Even before Covid-19, retail sales at brick-and-mortar stores had been changing. The marked decline was due in large part to the industry-changing increase in online shopping. But Covid-19 has accelerated the rate of closures of traditional in-store shopping companies. Department stores are closing – some we may know and love, that have been anchor businesses for malls and communities. Chris Isidore of CNN Business details the slow death of Sears and Roebuck (https://tulsaworld.com/news/national/sears-makes-it-through-holidays-but-is-dying-a-slow-death-experts-say/article_108e40a8-4b2d-53e9-84a5-f607dd0dddfc.html), but I think there is a lot to learn here about other industries – like denominational US American Christianity.
Sears is actually dying more slowly than their competition, not because they have managed online shopping better or because they are navigating in-person pandemic protocols more effectively.
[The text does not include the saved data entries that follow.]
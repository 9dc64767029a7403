//! Application menu bar and settings window

use eframe::egui;

use crate::state::settings::{AppSettings, RotationPivot};
use crate::state::{AppState, EditMode};
use crate::ui::toolbar::action_reset_mesh;
use crate::viewport::ViewportPanel;

/// Show the edit menu
pub fn edit_menu(ui: &mut egui::Ui, state: &mut AppState) {
    ui.menu_button("Edit", |ui| {
        for &mode in EditMode::all() {
            let selected = state.interaction.mode() == mode;
            let label = format!("{}\t{}", mode.display_name(), mode.shortcut());
            if ui.selectable_label(selected, label).clicked() {
                state.interaction.set_mode(mode);
                ui.close_menu();
            }
        }
        ui.separator();
        let dragging = state.interaction.is_dragging();
        if ui
            .add_enabled(!dragging, egui::Button::new("Reset mesh\tR"))
            .clicked()
        {
            action_reset_mesh(state);
            ui.close_menu();
        }
    });
}

/// Show the view menu
pub fn view_menu(ui: &mut egui::Ui, state: &mut AppState, viewport: &mut ViewportPanel) {
    ui.menu_button("View", |ui| {
        ui.checkbox(&mut state.settings.grid.visible, "Grid");
        ui.checkbox(&mut state.settings.axes.visible, "Axes");
        ui.checkbox(&mut state.settings.viewport.show_edges, "Quad outlines");
        ui.checkbox(&mut state.settings.viewport.show_bounds, "Bounding box while editing");
        ui.separator();
        if ui.button("Reset camera\tHome").clicked() {
            viewport.reset_camera(&state.settings);
            ui.close_menu();
        }
    });
}

/// Show the settings menu
pub fn settings_menu(ui: &mut egui::Ui, state: &mut AppState) {
    ui.menu_button("Settings", |ui| {
        if ui.button("Preferences…").clicked() {
            state.show_settings_window = true;
            ui.close_menu();
        }
    });
}

/// Show the settings window
pub fn settings_window(ctx: &egui::Context, state: &mut AppState) {
    let mut open = state.show_settings_window;
    egui::Window::new("Settings")
        .open(&mut open)
        .resizable(true)
        .default_width(380.0)
        .show(ctx, |ui| {
            egui::ScrollArea::vertical().show(ui, |ui| {
                show_interaction_settings(ui, &mut state.settings);
                show_camera_settings(ui, &mut state.settings);
                show_mesh_settings(ui, &mut state.settings);
                show_grid_settings(ui, &mut state.settings);
                show_axes_settings(ui, &mut state.settings);
                show_viewport_settings(ui, &mut state.settings);
                show_settings_buttons(ui, state);
            });
        });
    state.show_settings_window = open;
}

fn show_interaction_settings(ui: &mut egui::Ui, settings: &mut AppSettings) {
    let s = &mut settings.interaction;
    ui.heading("Interaction");
    ui.horizontal(|ui| {
        ui.label("Rotation speed");
        ui.add(
            egui::DragValue::new(&mut s.rotation_speed)
                .speed(0.001)
                .range(0.001..=0.1)
                .suffix(" rad/px"),
        );
    });
    ui.horizontal(|ui| {
        ui.label("Orbit speed");
        ui.add(
            egui::DragValue::new(&mut s.orbit_speed)
                .speed(0.001)
                .range(0.001..=0.1)
                .suffix(" rad/px"),
        );
    });
    ui.horizontal(|ui| {
        ui.label("Dead zone");
        ui.add(
            egui::DragValue::new(&mut s.dead_zone)
                .speed(0.1)
                .range(0.0..=10.0)
                .suffix(" px"),
        );
    });
    ui.horizontal(|ui| {
        ui.label("Zoom step");
        ui.add(egui::DragValue::new(&mut s.zoom_step).speed(0.01).range(1.01..=2.0));
    });
    ui.horizontal(|ui| {
        ui.label("Rotation pivot");
        egui::ComboBox::from_id_salt("pivot_combo")
            .selected_text(s.rotation_pivot.display_name())
            .show_ui(ui, |ui| {
                for &pivot in RotationPivot::all() {
                    ui.selectable_value(&mut s.rotation_pivot, pivot, pivot.display_name());
                }
            });
    });
    ui.add_space(10.0);
}

fn show_camera_settings(ui: &mut egui::Ui, settings: &mut AppSettings) {
    let c = &mut settings.camera;
    ui.heading("Camera");
    ui.horizontal(|ui| {
        ui.label("Field of view");
        ui.add(egui::Slider::new(&mut c.fov, 20.0..=120.0).suffix("°"));
    });
    ui.horizontal(|ui| {
        ui.label("Near / far");
        ui.add(egui::DragValue::new(&mut c.near).speed(0.01).range(0.01..=10.0));
        ui.add(egui::DragValue::new(&mut c.far).speed(1.0).range(10.0..=1000.0));
    });
    ui.horizontal(|ui| {
        ui.label("Start distance");
        ui.add(
            egui::DragValue::new(&mut c.distance)
                .speed(0.1)
                .range(c.min_distance..=c.max_distance),
        );
    });
    ui.weak("Pose changes apply on camera reset (Home)");
    ui.add_space(10.0);
}

fn show_mesh_settings(ui: &mut egui::Ui, settings: &mut AppSettings) {
    ui.heading("Mesh");
    ui.horizontal(|ui| {
        ui.label("Half extents");
        for v in settings.mesh.half_extents.iter_mut() {
            ui.add(egui::DragValue::new(v).speed(0.05).range(0.1..=10.0));
        }
    });
    ui.weak("Applies on mesh reset (R)");
    ui.add_space(10.0);
}

fn show_grid_settings(ui: &mut egui::Ui, settings: &mut AppSettings) {
    ui.heading("Grid");
    ui.checkbox(&mut settings.grid.visible, "Visible");

    ui.horizontal(|ui| {
        ui.label("Cell size");
        ui.add(
            egui::DragValue::new(&mut settings.grid.size)
                .speed(0.05)
                .range(0.05..=10.0),
        );
    });

    ui.horizontal(|ui| {
        ui.label("Range");
        ui.add(
            egui::DragValue::new(&mut settings.grid.range)
                .speed(1)
                .range(1..=100),
        );
    });

    ui.horizontal(|ui| {
        ui.label("Opacity");
        ui.add(egui::Slider::new(&mut settings.grid.opacity, 0.0..=1.0));
    });
    ui.add_space(10.0);
}

fn show_axes_settings(ui: &mut egui::Ui, settings: &mut AppSettings) {
    ui.heading("Axes");
    ui.checkbox(&mut settings.axes.visible, "Visible");
    ui.checkbox(&mut settings.axes.show_labels, "Labels");

    ui.horizontal(|ui| {
        ui.label("Length");
        ui.add(
            egui::DragValue::new(&mut settings.axes.length)
                .speed(0.1)
                .range(0.1..=50.0),
        );
    });

    ui.horizontal(|ui| {
        ui.label("Thickness");
        ui.add(
            egui::DragValue::new(&mut settings.axes.thickness)
                .speed(0.1)
                .range(0.5..=5.0),
        );
    });
    ui.add_space(10.0);
}

fn color_row(ui: &mut egui::Ui, label: &str, rgb: &mut [u8; 3]) {
    ui.horizontal(|ui| {
        ui.label(label);
        let mut color = egui::Color32::from_rgb(rgb[0], rgb[1], rgb[2]);
        if ui.color_edit_button_srgba(&mut color).changed() {
            *rgb = [color.r(), color.g(), color.b()];
        }
    });
}

fn show_viewport_settings(ui: &mut egui::Ui, settings: &mut AppSettings) {
    ui.heading("Viewport");
    color_row(ui, "Background", &mut settings.viewport.background_color);
    color_row(ui, "Mesh", &mut settings.viewport.mesh_color);
    color_row(ui, "Extruded face", &mut settings.viewport.active_face_color);
    ui.checkbox(&mut settings.viewport.show_edges, "Quad outlines");
    ui.checkbox(&mut settings.viewport.show_bounds, "Bounding box while editing");
    ui.add_space(10.0);
}

fn show_settings_buttons(ui: &mut egui::Ui, state: &mut AppState) {
    ui.separator();
    ui.horizontal(|ui| {
        if ui.button("Save").clicked() {
            state.settings.save();
        }
        if ui.button("Defaults").clicked() {
            state.settings = AppSettings::default();
        }
        if ui.button("Close").clicked() {
            state.show_settings_window = false;
        }
    });
}
//! Main application module

mod keyboard;
mod menus;

use eframe::egui;

use crate::state::AppState;
use crate::ui::{status_bar, toolbar};
use crate::viewport::ViewportPanel;

/// Main application
pub struct QuadEditApp {
    state: AppState,
    viewport: ViewportPanel,
}

impl QuadEditApp {
    pub fn new(cc: &eframe::CreationContext<'_>) -> Self {
        let state = AppState::default();
        cc.egui_ctx.set_visuals(egui::Visuals::dark());

        let mut viewport = ViewportPanel::new(&state.settings);

        // Initialize GL renderer if glow context is available
        if let Some(gl) = cc.gl.as_ref() {
            viewport.init_gl(gl);
        } else {
            tracing::warn!("No GL context, using software wireframe");
        }

        Self { state, viewport }
    }
}

impl eframe::App for QuadEditApp {
    fn update(&mut self, ctx: &egui::Context, _frame: &mut eframe::Frame) {
        keyboard::handle_keyboard(ctx, &mut self.state, &mut self.viewport);

        // ── Menu bar ──────────────────────────────────────────
        egui::TopBottomPanel::top("menu_bar").show(ctx, |ui| {
            egui::menu::bar(ui, |ui| {
                menus::edit_menu(ui, &mut self.state);
                menus::view_menu(ui, &mut self.state, &mut self.viewport);
                menus::settings_menu(ui, &mut self.state);
            });
        });

        // ── Settings window ──────────────────────────────────
        menus::settings_window(ctx, &mut self.state);

        // ── Toolbar ───────────────────────────────────────────
        egui::TopBottomPanel::top("toolbar")
            .frame(
                egui::Frame::side_top_panel(&ctx.style()).inner_margin(egui::Margin::symmetric(8, 4)),
            )
            .show(ctx, |ui| {
                toolbar::show(ui, &mut self.state);
            });

        // ── Status bar ───────────────────────────────────────
        egui::TopBottomPanel::bottom("status_bar")
            .exact_height(22.0)
            .frame(
                egui::Frame::side_top_panel(&ctx.style()).inner_margin(egui::Margin::symmetric(8, 2)),
            )
            .show(ctx, |ui| {
                status_bar::show(ui, &self.state, &self.viewport);
            });

        // ── Central panel: 3D viewport ───────────────────────
        egui::CentralPanel::default()
            .frame(egui::Frame::NONE)
            .show(ctx, |ui| {
                self.viewport.show(ui, &mut self.state);
            });
    }
}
They are staying alive on their innovation from a generation ago.
In their heyday, Sears developed top-of-the-line and state-of-the-art products and companies. They became the go-to for everything from tires to tools to dishwashers. Whirlpool, Craftsman, Black and Decker, Kenmore, DieHard batteries – all were started by Sears. These were some of the best in their industry at their time. Today, Sears is being sustained by selling off those companies. They also have a lot of property. Isidore writes, “Sears is biding its time until the market is more conducive.” They will wait to close more stores until property values increase and they can receive a better return on properties.
At some point, Sears stopped innovating and creating. This moved them into ‘maintenance mode.’ When culture shifted, they didn’t keep up, opting instead to die slower on the strength of their past successes.
This story sounds very familiar because I am involved with denominational US Christianity. Generations ago, denominational Christianity innovated. We started schools, hospitals, NGOs, and became cultural centers through human service. We also profited from these risks. Denominations grew in influence and membership, and many stocked away millions of dollars.
However, like department stores, culture has changed and much of denominational Christianity has rested on past successes for survival. In my work with the Greater Northwest Area of the United Methodist Church, we have church congregations with multimillion-dollar properties and million-dollar endowments, but less than 20 people in attendance on a Sunday morning. These congregations may survive longer than some who don’t have those assets, but are on the same path to church closure.
Innovation from a generation ago can only slow down, not stop, the process of closure and dissolution. Eventually, there will be nothing left on which to draw. The United Methodist Church has billions in assets from a generation ago. These assets are fruit dying on the vine because of the inability to risk again. Success breeds entitlement, entitlement breeds control, control breeds stagnation, and stagnation breeds death.
Success in the new ministry context cannot be defined by dying more slowly than smaller, less financially solvent, churches and denominations. At one point the United Methodists were the second largest US American denomination behind the Southern Baptists. We ordained women, created an itinerant system so pastors could not get discriminated against, followed John Wesley’s radical path and ordained lay pastors, etc.
But by the 1960’s when civil rights changed culture, the UMC entered ‘maintenance mode’. It did not innovate around inclusion, race, and culture. Now it feels like we are ‘waiting for the market to become more conducive’, so we can maximize our slow death. Lack of risk and innovation has brought about a church that is 94% white, gotten caught in culture wars, and seen now two generations reject its prophetic place in the world.
Isidore does not suggest a path forward for Sears and Roebuck. Sears has lost 1000 stores in less than three years. The United Methodists and US American denominations are on the same path. So what is the way forward for US American denominational Christianity?
Innovation happens at the intersection of difference. The UMC can still leverage their successes of past generations for a future. Our area of the country has many BIPOC leaders available to build faith community if they receive freedom and resources. Practices like ordination, once forward-thinking, can be again if we can simplify and create new metrics for valuing young and BIPOC ministers. Innovation can happen in church and neighborhood partnerships that have been so successful in other cultural contexts like the Black church. Releasing the hold on worship to make a truly multicultural expression can make the church inviting again. These are but a few of the paths forward in a market that is not only conducive, but ready to engage.